Showing respect is a way of showing to those around you that you take them, and what you are doing, seriously. Budo deals with some of the most serious subjects; conflict, how we live and how we can die. I don’t think it gets any more serious than this. But if you only treat your budo as serious when you’re doing the techniques, you’re missing the most important lessons. Yes, those techniques are serious, but how you handle life is at least as important as how you handle your sword.
In budo, we learn how to handle weapons, how to handle conflict, how to treat others, and how to handle ourselves. If we’re not treating those things with respect, our budo isn’t real. Weapons handling and dealing with conflict (including, of course, “fighting”) are obvious components of budo. How we treat others and how we handle ourselves may not be so obvious. How we deal with these lessons is what makes the difference between real budo and play budo.
It’s the little things that make budo real, as in bowing to our partner with sincere respect and not just because some old custom says we have to. How many conflicts and fights could be avoided if only people treated others with sincere respect? Fights happen not because people disagree, but because of how they disagree; often because people are, or think they are, being disrespected. This makes learning how to treat people with respect one of the most important things we learn in the dojo. Sincere respect is a powerful technique for preventing disagreements from escalating into violent fights where you have to use the techniques you’ve been sweating over at practice. Most people would prefer to not find out if their technique is up to the challenge if they don’t have to.

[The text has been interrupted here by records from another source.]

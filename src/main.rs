mod cli;

use anyhow::{Context, Result};
use clap::Parser;
use std::process::ExitCode;
use tracing::error;

use crate::cli::{Cli, Mode};
use ozon_labels::config::Config;
use ozon_labels::logging;
use ozon_labels::output::OutputFormatter;
use ozon_labels::pipeline::Pipeline;

#[tokio::main]
async fn main() -> ExitCode {
    let cli = Cli::parse();
    let config = cli.to_config();
    let output = OutputFormatter::from_config(&config);

    match run(&cli, &config, &output).await {
        Ok(true) => ExitCode::SUCCESS,
        Ok(false) => ExitCode::FAILURE,
        Err(err) => {
            error!(target: logging::FILE_ONLY_TARGET, "run failed: {err:#}");
            output.error(&format!("{err:#}"));
            ExitCode::FAILURE
        }
    }
}

async fn run(cli: &Cli, config: &Config, output: &OutputFormatter) -> Result<bool> {
    let log_path = logging::init(config).context("failed to set up logging")?;
    output.detail("Log file", &log_path.display().to_string());

    let errors = config.validate();
    if !errors.is_empty() {
        output.display_config_errors(&errors);
        output.info("Set the missing values via flags or environment and try again.");
        return Ok(false);
    }

    let pipeline = Pipeline::from_config(config)?;

    match cli.mode()? {
        Mode::Validate => {
            output.success("Configuration is valid");
            output.info("Checking API credentials...");

            if pipeline.resolver().validate_credentials().await {
                output.success("API credentials are valid");
                Ok(true)
            } else {
                output.error("API credentials were rejected or the API is unreachable");
                Ok(false)
            }
        }
        Mode::Run(request) => {
            let reference = request.target.reference();
            output.info(&format!("Processing {reference}..."));
            output.detail("Archive", &request.zip_path.display().to_string());

            let outcome = pipeline
                .run(&request)
                .await
                .with_context(|| format!("failed to build labels for {reference}"))?;

            output.display_order_summary(&outcome.order);
            output.display_merge_report(&outcome.report, &outcome.output_path, outcome.file_size);

            match outcome.printed {
                Some(true) => output.success("Sent to printer"),
                Some(false) => output.warning("Printing failed; the PDF is saved and can be printed manually"),
                None => {}
            }

            Ok(true)
        }
    }
}
//! Full runs: scripted API, generated archive, recording printer.

use serde_json::json;
use serial_test::serial;
use std::path::{Path, PathBuf};
use tempfile::TempDir;

use ozon_labels::api::SEARCH_ENDPOINT;
use ozon_labels::config::Config;
use ozon_labels::error::{AssemblyError, Error, ResolutionError};
use ozon_labels::merge::Assembler;
use ozon_labels::model::MissingPdf;
use ozon_labels::pipeline::{Pipeline, PipelineRequest, Target};
use ozon_labels::resolver::OrderResolver;

use crate::common::{
    ORDER_NUMBER, RecordingPrinter, ScriptedTransport, barcode_pdf, extraction_dirs, order_script,
    page_widths, write_zip,
};

struct Fixture {
    scratch: TempDir,
    printer: RecordingPrinter,
    pipeline: Pipeline,
}

impl Fixture {
    fn new(transport: ScriptedTransport, printer: RecordingPrinter) -> Self {
        let scratch = TempDir::new().unwrap();
        let config = Config {
            client_id: "1".into(),
            api_key: "key".into(),
            output_dir: scratch.path().join("output"),
            default_printer: Some("Zebra".into()),
            ..Default::default()
        };
        let pipeline = Pipeline::new(
            OrderResolver::new(transport),
            Assembler::new(printer.clone()),
            &config,
        );

        Self {
            scratch,
            printer,
            pipeline,
        }
    }

    fn zip(&self, files: &[(&str, Vec<u8>)]) -> PathBuf {
        let path = self.scratch.path().join("labels.zip");
        write_zip(&path, files);
        path
    }

    fn request(&self, zip_path: PathBuf, print: bool) -> PipelineRequest {
        PipelineRequest {
            target: Target::OrderNumber(ORDER_NUMBER.to_string()),
            zip_path,
            print,
            printer: None,
        }
    }

    fn output_path(&self) -> PathBuf {
        self.scratch
            .path()
            .join("output")
            .join(format!("supply_{ORDER_NUMBER}_full.pdf"))
    }
}

/// Points the process temp directory at a private folder for one test.
struct TempDirOverride {
    dir: TempDir,
    previous: Option<std::ffi::OsString>,
}

impl TempDirOverride {
    fn new() -> Self {
        let dir = TempDir::new().unwrap();
        let previous = std::env::var_os("TMPDIR");
        unsafe {
            std::env::set_var("TMPDIR", dir.path());
        }
        Self { dir, previous }
    }

    fn path(&self) -> &Path {
        self.dir.path()
    }
}

impl Drop for TempDirOverride {
    fn drop(&mut self) {
        unsafe {
            match &self.previous {
                Some(previous) => std::env::set_var("TMPDIR", previous),
                None => std::env::remove_var("TMPDIR"),
            }
        }
    }
}

#[tokio::test]
#[serial]
async fn test_full_run() {
    let fixture = Fixture::new(order_script(), RecordingPrinter::succeeding());
    let zip = fixture.zip(&[("111.pdf", barcode_pdf(1)), ("222.pdf", barcode_pdf(1))]);

    let outcome = fixture
        .pipeline
        .run(&fixture.request(zip, false))
        .await
        .unwrap();

    assert_eq!(outcome.order.total_quantity, 3);
    assert_eq!(outcome.report.processed_items, 2);
    assert_eq!(outcome.report.skipped_items, 0);
    assert_eq!(outcome.report.total_pages, 3);
    assert!(outcome.report.missing_pdfs.is_empty());
    assert_eq!(outcome.output_path, fixture.output_path());
    assert!(outcome.file_size > 0);
    assert_eq!(outcome.printed, None);
    assert_eq!(page_widths(&outcome.output_path).len(), 3);
    assert!(fixture.printer.jobs().is_empty());
}

#[tokio::test]
#[serial]
async fn test_missing_barcode_and_printing() {
    let fixture = Fixture::new(order_script(), RecordingPrinter::succeeding());
    let zip = fixture.zip(&[("111.pdf", barcode_pdf(1))]);

    let outcome = fixture
        .pipeline
        .run(&fixture.request(zip, true))
        .await
        .unwrap();

    assert_eq!(outcome.report.total_pages, 2);
    assert_eq!(outcome.report.skipped_items, 1);
    assert_eq!(
        outcome.report.missing_pdfs,
        vec![MissingPdf {
            sku: 222,
            name: "Plate".to_string(),
            quantity: 1
        }]
    );
    assert_eq!(outcome.printed, Some(true));

    let jobs = fixture.printer.jobs();
    assert_eq!(jobs.len(), 1);
    assert_eq!(jobs[0].0, fixture.output_path());
    assert_eq!(jobs[0].1.as_deref(), Some("Zebra"));
}

#[tokio::test]
#[serial]
async fn test_print_failure_keeps_the_file() {
    let fixture = Fixture::new(order_script(), RecordingPrinter::failing());
    let zip = fixture.zip(&[("111.pdf", barcode_pdf(1)), ("222.pdf", barcode_pdf(1))]);

    let mut request = fixture.request(zip, true);
    request.printer = Some("Office".to_string());
    let outcome = fixture.pipeline.run(&request).await.unwrap();

    assert_eq!(outcome.printed, Some(false));
    assert!(outcome.output_path.exists());
    assert_eq!(fixture.printer.jobs()[0].1.as_deref(), Some("Office"));
}

#[tokio::test]
#[serial]
async fn test_no_pages_fails_without_output() {
    let fixture = Fixture::new(order_script(), RecordingPrinter::succeeding());
    let zip = fixture.zip(&[("999.pdf", barcode_pdf(1))]);

    let err = fixture
        .pipeline
        .run(&fixture.request(zip, true))
        .await
        .unwrap_err();

    assert!(matches!(
        err,
        Error::Assembly(AssemblyError::NoPagesToSave)
    ));
    assert!(!fixture.output_path().exists());
    assert!(fixture.printer.jobs().is_empty());
}

#[tokio::test]
#[serial]
async fn test_resolution_failure_stops_the_run() {
    let transport = ScriptedTransport::new().ok(SEARCH_ENDPOINT, json!({"order_ids": []}));
    let fixture = Fixture::new(transport, RecordingPrinter::succeeding());
    let zip = fixture.zip(&[("111.pdf", barcode_pdf(1))]);

    let err = fixture
        .pipeline
        .run(&fixture.request(zip, true))
        .await
        .unwrap_err();

    assert!(matches!(
        err,
        Error::Resolution(ResolutionError::NoMatchingOrders { .. })
    ));
    assert!(!fixture.output_path().exists());
}

#[cfg(unix)]
#[tokio::test]
#[serial]
async fn test_archive_is_removed_on_success_and_failure() {
    let temp = TempDirOverride::new();

    let fixture = Fixture::new(order_script(), RecordingPrinter::succeeding());
    let zip = fixture.zip(&[("111.pdf", barcode_pdf(1))]);
    fixture
        .pipeline
        .run(&fixture.request(zip, false))
        .await
        .unwrap();
    assert!(extraction_dirs(temp.path()).is_empty());

    let fixture = Fixture::new(order_script(), RecordingPrinter::succeeding());
    let zip = fixture.zip(&[("999.pdf", barcode_pdf(1))]);
    let result = fixture.pipeline.run(&fixture.request(zip, false)).await;
    assert!(result.is_err());
    assert!(extraction_dirs(temp.path()).is_empty());
}
//! ZIP extraction into a scoped temporary directory.
//!
//! [`extract`] unpacks a barcode archive into a freshly created directory
//! owned by the returned [`ExtractedArchive`]. The directory is removed by
//! [`ExtractedArchive::release`] or, at the latest, when the handle is
//! dropped. Removal failures are logged and never surface as errors.

use std::fs::File;
use std::io::{BufReader, ErrorKind, Read};
use std::path::{Path, PathBuf};
use tempfile::TempDir;
use tracing::{Span, debug, info, warn};
use zip::ZipArchive;

use crate::error::AssemblyError;
use crate::utils::collect_pdf_files;

/// Prefix of every extraction directory.
pub const TEMP_DIR_PREFIX: &str = "ozon_barcodes_";

const ZIP_MAGIC: [u8; 4] = *b"PK\x03\x04";
const EMPTY_ZIP_MAGIC: [u8; 4] = *b"PK\x05\x06";

/// Unpacked archive contents, deleted on release or drop.
#[derive(Debug)]
pub struct ExtractedArchive {
    dir: Option<TempDir>,
    path: PathBuf,
    span: Span,
}

impl ExtractedArchive {
    /// Directory holding the extracted entries.
    pub fn path(&self) -> &Path {
        &self.path
    }

    /// PDF entries at the top level of the directory, sorted by file name.
    pub fn pdf_files(&self) -> Vec<PathBuf> {
        if self.is_released() {
            return Vec::new();
        }
        collect_pdf_files(&self.path)
    }

    /// Whether the directory has already been removed.
    pub fn is_released(&self) -> bool {
        self.dir.is_none()
    }

    /// Recursively delete the directory. Safe to call more than once.
    pub fn release(&mut self) {
        let Some(dir) = self.dir.take() else {
            return;
        };

        let _entered = self.span.enter();
        match dir.close() {
            Ok(()) => debug!(path = %self.path.display(), "temporary directory removed"),
            Err(err) => warn!(
                path = %self.path.display(),
                %err,
                "failed to remove temporary directory"
            ),
        }
    }
}

impl Drop for ExtractedArchive {
    fn drop(&mut self) {
        self.release();
    }
}

/// Unpack `zip_path` into a new temporary directory.
///
/// # Errors
///
/// - [`AssemblyError::ArchiveNotFound`] if the path does not exist
/// - [`AssemblyError::NotAnArchive`] if the file is not a ZIP container
/// - [`AssemblyError::CorruptArchive`] if it looks like one but cannot be read
///   or unpacked
/// - [`AssemblyError::TempDir`] if the scratch directory cannot be created
pub fn extract(zip_path: &Path) -> Result<ExtractedArchive, AssemblyError> {
    let file = open_archive(zip_path)?;
    let zip_like = has_zip_signature(zip_path);

    let mut archive = ZipArchive::new(BufReader::new(file)).map_err(|err| {
        if zip_like {
            AssemblyError::CorruptArchive {
                path: zip_path.to_path_buf(),
                reason: err.to_string(),
            }
        } else {
            AssemblyError::NotAnArchive {
                path: zip_path.to_path_buf(),
                reason: err.to_string(),
            }
        }
    })?;

    let dir = tempfile::Builder::new()
        .prefix(TEMP_DIR_PREFIX)
        .tempdir()
        .map_err(|source| AssemblyError::TempDir { source })?;

    let extracted = ExtractedArchive {
        path: dir.path().to_path_buf(),
        dir: Some(dir),
        span: Span::current(),
    };

    // On failure `extracted` is dropped here, which removes the partial tree.
    archive
        .extract(extracted.path())
        .map_err(|err| AssemblyError::CorruptArchive {
            path: zip_path.to_path_buf(),
            reason: err.to_string(),
        })?;

    info!(
        archive = %zip_path.display(),
        entries = archive.len(),
        pdf_files = extracted.pdf_files().len(),
        dir = %extracted.path().display(),
        "archive extracted"
    );

    Ok(extracted)
}

fn open_archive(zip_path: &Path) -> Result<File, AssemblyError> {
    if zip_path.is_dir() {
        return Err(AssemblyError::NotAnArchive {
            path: zip_path.to_path_buf(),
            reason: "path is a directory".to_string(),
        });
    }

    File::open(zip_path).map_err(|err| match err.kind() {
        ErrorKind::NotFound => AssemblyError::ArchiveNotFound {
            path: zip_path.to_path_buf(),
        },
        _ => AssemblyError::NotAnArchive {
            path: zip_path.to_path_buf(),
            reason: err.to_string(),
        },
    })
}

fn has_zip_signature(zip_path: &Path) -> bool {
    let mut magic = [0u8; 4];
    File::open(zip_path)
        .and_then(|mut file| file.read_exact(&mut magic))
        .is_ok_and(|()| magic == ZIP_MAGIC || magic == EMPTY_ZIP_MAGIC)
}
//! C2: store interfaces (spec §4.1–§4.12 reference these, never SQL
//! directly). One trait per entity, plus `TransactionRunner` for the
//! composite operations spec §4.1 step 5 and §4.10 demand run as a single
//! logical transaction.

use async_trait::async_trait;
use chrono::{DateTime, Utc};

use relay_domain::error::Result;
use relay_domain::event_log::EventLog;
use relay_domain::finding::Finding;
use relay_domain::gap::{CloseReason, Gap, GapStatus, Respondent, Severity};
use relay_domain::integration::Integration;
use relay_domain::issue::Issue;
use relay_domain::learning::{Learning, LearningType};
use relay_domain::llm_eval::LlmEval;

// ━━━━━━━━━━━━━━━━━━━━━━━━━━━━━━━━━━━━━━━━━━━━━━━━━━━━━━━━━━━━━━━━━━
// Read-mostly entity traits
// ━━━━━━━━━━━━━━━━━━━━━━━━━━━━━━━━━━━━━━━━━━━━━━━━━━━━━━━━━━━━━━━━━━

#[async_trait]
pub trait IssueStore: Send + Sync {
    async fn get(&self, id: i64) -> Result<Option<Issue>>;
    async fn get_by_external(
        &self,
        integration_id: i64,
        external_issue_id: &str,
    ) -> Result<Option<Issue>>;
    async fn list_stuck_claimed(&self, older_than: DateTime<Utc>) -> Result<Vec<Issue>>;
    async fn list_stuck_queued(&self, older_than: DateTime<Utc>) -> Result<Vec<Issue>>;
    async fn reset_to_idle(&self, id: i64) -> Result<()>;
}

#[async_trait]
pub trait GapStore: Send + Sync {
    async fn get(&self, id: i64) -> Result<Option<Gap>>;
    async fn list_for_issue(&self, issue_id: i64) -> Result<Vec<Gap>>;
    async fn list_open_for_issue(&self, issue_id: i64) -> Result<Vec<Gap>> {
        Ok(self
            .list_for_issue(issue_id)
            .await?
            .into_iter()
            .filter(|g| g.is_open())
            .collect())
    }
}

#[async_trait]
pub trait FindingStore: Send + Sync {
    async fn list_for_issue(&self, issue_id: i64) -> Result<Vec<Finding>>;
}

#[async_trait]
pub trait LearningStore: Send + Sync {
    async fn list_for_workspace(&self, workspace_id: i64) -> Result<Vec<Learning>>;
}

#[async_trait]
pub trait EventLogStore: Send + Sync {
    async fn list_pending_for_issue(&self, issue_id: i64) -> Result<Vec<EventLog>>;
    async fn mark_error(&self, id: i64, error: &str) -> Result<()>;
}

#[async_trait]
pub trait LlmEvalStore: Send + Sync {
    async fn insert(&self, eval: LlmEval) -> Result<i64>;
}

#[async_trait]
pub trait IntegrationStore: Send + Sync {
    async fn get(&self, id: i64) -> Result<Option<Integration>>;
}

// ━━━━━━━━━━━━━━━━━━━━━━━━━━━━━━━━━━━━━━━━━━━━━━━━━━━━━━━━━━━━━━━━━━
// Write-side input records
// ━━━━━━━━━━━━━━━━━━━━━━━━━━━━━━━━━━━━━━━━━━━━━━━━━━━━━━━━━━━━━━━━━━

/// Tracker-fetched metadata used to upsert an [`Issue`] by its external
/// identity (spec §4.1 step 5).
#[derive(Debug, Clone)]
pub struct IssueUpsert {
    pub integration_id: i64,
    pub workspace_id: i64,
    pub external_issue_id: String,
    pub external_project_id: String,
    pub provider: String,
    pub title: String,
    pub description: String,
    pub labels: Vec<String>,
    pub assignees: Vec<String>,
    pub reporter: String,
    pub external_url: String,
}

#[derive(Debug, Clone)]
pub struct NewEventLog {
    pub issue_id: i64,
    pub workspace_id: i64,
    pub event_type: String,
    pub payload: serde_json::Value,
    pub external_id: Option<String>,
    pub dedupe_key: String,
}

#[derive(Debug, Clone)]
pub struct NewGapRow {
    pub question: String,
    pub severity: Severity,
    pub respondent: Respondent,
}

#[derive(Debug, Clone)]
pub struct NewFindingRow {
    pub synthesis: String,
    pub sources: Vec<relay_domain::finding::FindingSource>,
    pub is_core: bool,
}

#[derive(Debug, Clone)]
pub struct NewLearningRow {
    pub workspace_id: i64,
    pub kind: LearningType,
    pub content: String,
    pub source_context: String,
}

/// Outcome of [`StoreTxn::insert_event_log`]: `None` when the unique
/// `dedupe_key` constraint absorbed a duplicate (ON CONFLICT DO NOTHING).
pub type EventLogInsertOutcome = Option<EventLog>;

// ━━━━━━━━━━━━━━━━━━━━━━━━━━━━━━━━━━━━━━━━━━━━━━━━━━━━━━━━━━━━━━━━━━
// StoreTxn — mutations available inside one transaction
// ━━━━━━━━━━━━━━━━━━━━━━━━━━━━━━━━━━━━━━━━━━━━━━━━━━━━━━━━━━━━━━━━━━

/// Everything a single logical transaction can do. Object-safe (no
/// generic methods) so callers can hold it as `&mut dyn StoreTxn`.
#[async_trait]
pub trait StoreTxn: Send {
    async fn get_issue(&mut self, id: i64) -> Result<Option<Issue>>;

    /// Upsert by `(integration_id, external_issue_id)`. Returns the issue
    /// after the upsert.
    async fn upsert_issue(&mut self, upsert: IssueUpsert) -> Result<Issue>;

    /// Insert an [`EventLog`] row; `ON CONFLICT(dedupe_key) DO NOTHING`.
    /// Returns `None` when the conflict absorbed a duplicate.
    async fn insert_event_log(&mut self, new: NewEventLog) -> Result<EventLogInsertOutcome>;

    /// CAS: `idle -> queued`. Returns `false` if the current status wasn't
    /// `idle` (CAS lost).
    async fn try_set_queued_if_idle(&mut self, issue_id: i64) -> Result<bool>;

    /// CAS: `queued -> claimed`, stamping `claimed_at`.
    async fn try_claim(&mut self, issue_id: i64) -> Result<bool>;

    /// CAS: `claimed -> idle`, clearing `claimed_at`.
    async fn try_release(&mut self, issue_id: i64) -> Result<bool>;

    /// Insert a new gap, assigning the next per-issue `short_id`.
    async fn add_gap(&mut self, issue_id: i64, new: NewGapRow) -> Result<Gap>;

    /// Resolve/skip/close an existing gap. `status` must be a terminal
    /// status (never `Open`).
    async fn set_gap_status(
        &mut self,
        gap_id: i64,
        status: GapStatus,
        reason: Option<CloseReason>,
        note: Option<String>,
    ) -> Result<Gap>;

    async fn list_gaps(&mut self, issue_id: i64) -> Result<Vec<Gap>>;

    /// Replace the issue's core findings wholesale (spec §9 Open Questions
    /// resolution: replace the `is_core` subset).
    async fn replace_findings(
        &mut self,
        issue_id: i64,
        rows: Vec<NewFindingRow>,
    ) -> Result<Vec<Finding>>;

    /// Insert a learning, de-duplicating by `(type, content-hash)`.
    /// Returns `None` when a duplicate was absorbed.
    async fn insert_learning_dedup(&mut self, row: NewLearningRow) -> Result<Option<Learning>>;

    async fn set_issue_spec(
        &mut self,
        issue_id: i64,
        spec_ref_json: serde_json::Value,
        status: relay_domain::issue::SpecStatus,
    ) -> Result<()>;

    async fn set_spec_status(
        &mut self,
        issue_id: i64,
        status: relay_domain::issue::SpecStatus,
    ) -> Result<()>;

    async fn mark_events_processed(&mut self, ids: &[i64]) -> Result<()>;
}

pub type BoxFuture<'a, T> = std::pin::Pin<Box<dyn std::future::Future<Output = T> + Send + 'a>>;

/// Exposes one transactional runner, the single mutable shared resource
/// (spec §5: "Stores are the only mutable shared resource; all mutations
/// pass through the transactional runner").
#[async_trait]
pub trait TransactionRunner: Send + Sync {
    /// Runs `f` against a fresh `StoreTxn`, committing on `Ok` and rolling
    /// back on `Err`.
    async fn run_txn<'a, F, T>(&'a self, f: F) -> Result<T>
    where
        F: for<'c> FnOnce(&'c mut dyn StoreTxn) -> BoxFuture<'c, Result<T>> + Send + 'a,
        T: Send + 'a;
}

/// Supertrait bundling everything a caller needs: read-side entity
/// traits plus the transactional runner.
pub trait Stores:
    IssueStore
    + GapStore
    + FindingStore
    + LearningStore
    + EventLogStore
    + LlmEvalStore
    + IntegrationStore
    + TransactionRunner
{
}

impl<T> Stores for T where
    T: IssueStore
        + GapStore
        + FindingStore
        + LearningStore
        + EventLogStore
        + LlmEvalStore
        + IntegrationStore
        + TransactionRunner
{
}
pub use relay_domain::issue::ProcessingStatus as IssueStatus;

Real budo focuses on the little things, technical or otherwise. Learning to focus on the little things includes watching what’s going on around you and being aware of what people are doing and feeling. Is Sensei heading for the broom closet after practice? Show you respect him and the dojo. Get there before he does. If you see a new student struggling with the etiquette or proper dojo behavior, don’t wait for Sensei to show them. Talk with them before or after class and help them figure it out. Show respect for the new student and for what Sensei expects from everyone in the dojo.
Real budo isn’t just being aware of the spacing between you and your training partner, or understanding the timing for an effective counterattack. Real budo is being aware of what makes the dojo a good place to be, and helping to make it so without being asked or encouraged. Real budo is being aware of the feelings and needs of those around you, and responding appropriately. What better way to defuse conflict before it can start than being aware of rising tension and dispelling it while it is still only tension in the air?
It’s a paradox of budo. Arts that teach the most effective ways destroy life are immersed in teaching how to create better lives. This is the heart that beats at the core of real budo. Not brutal techniques of violence, but the subtle art of living.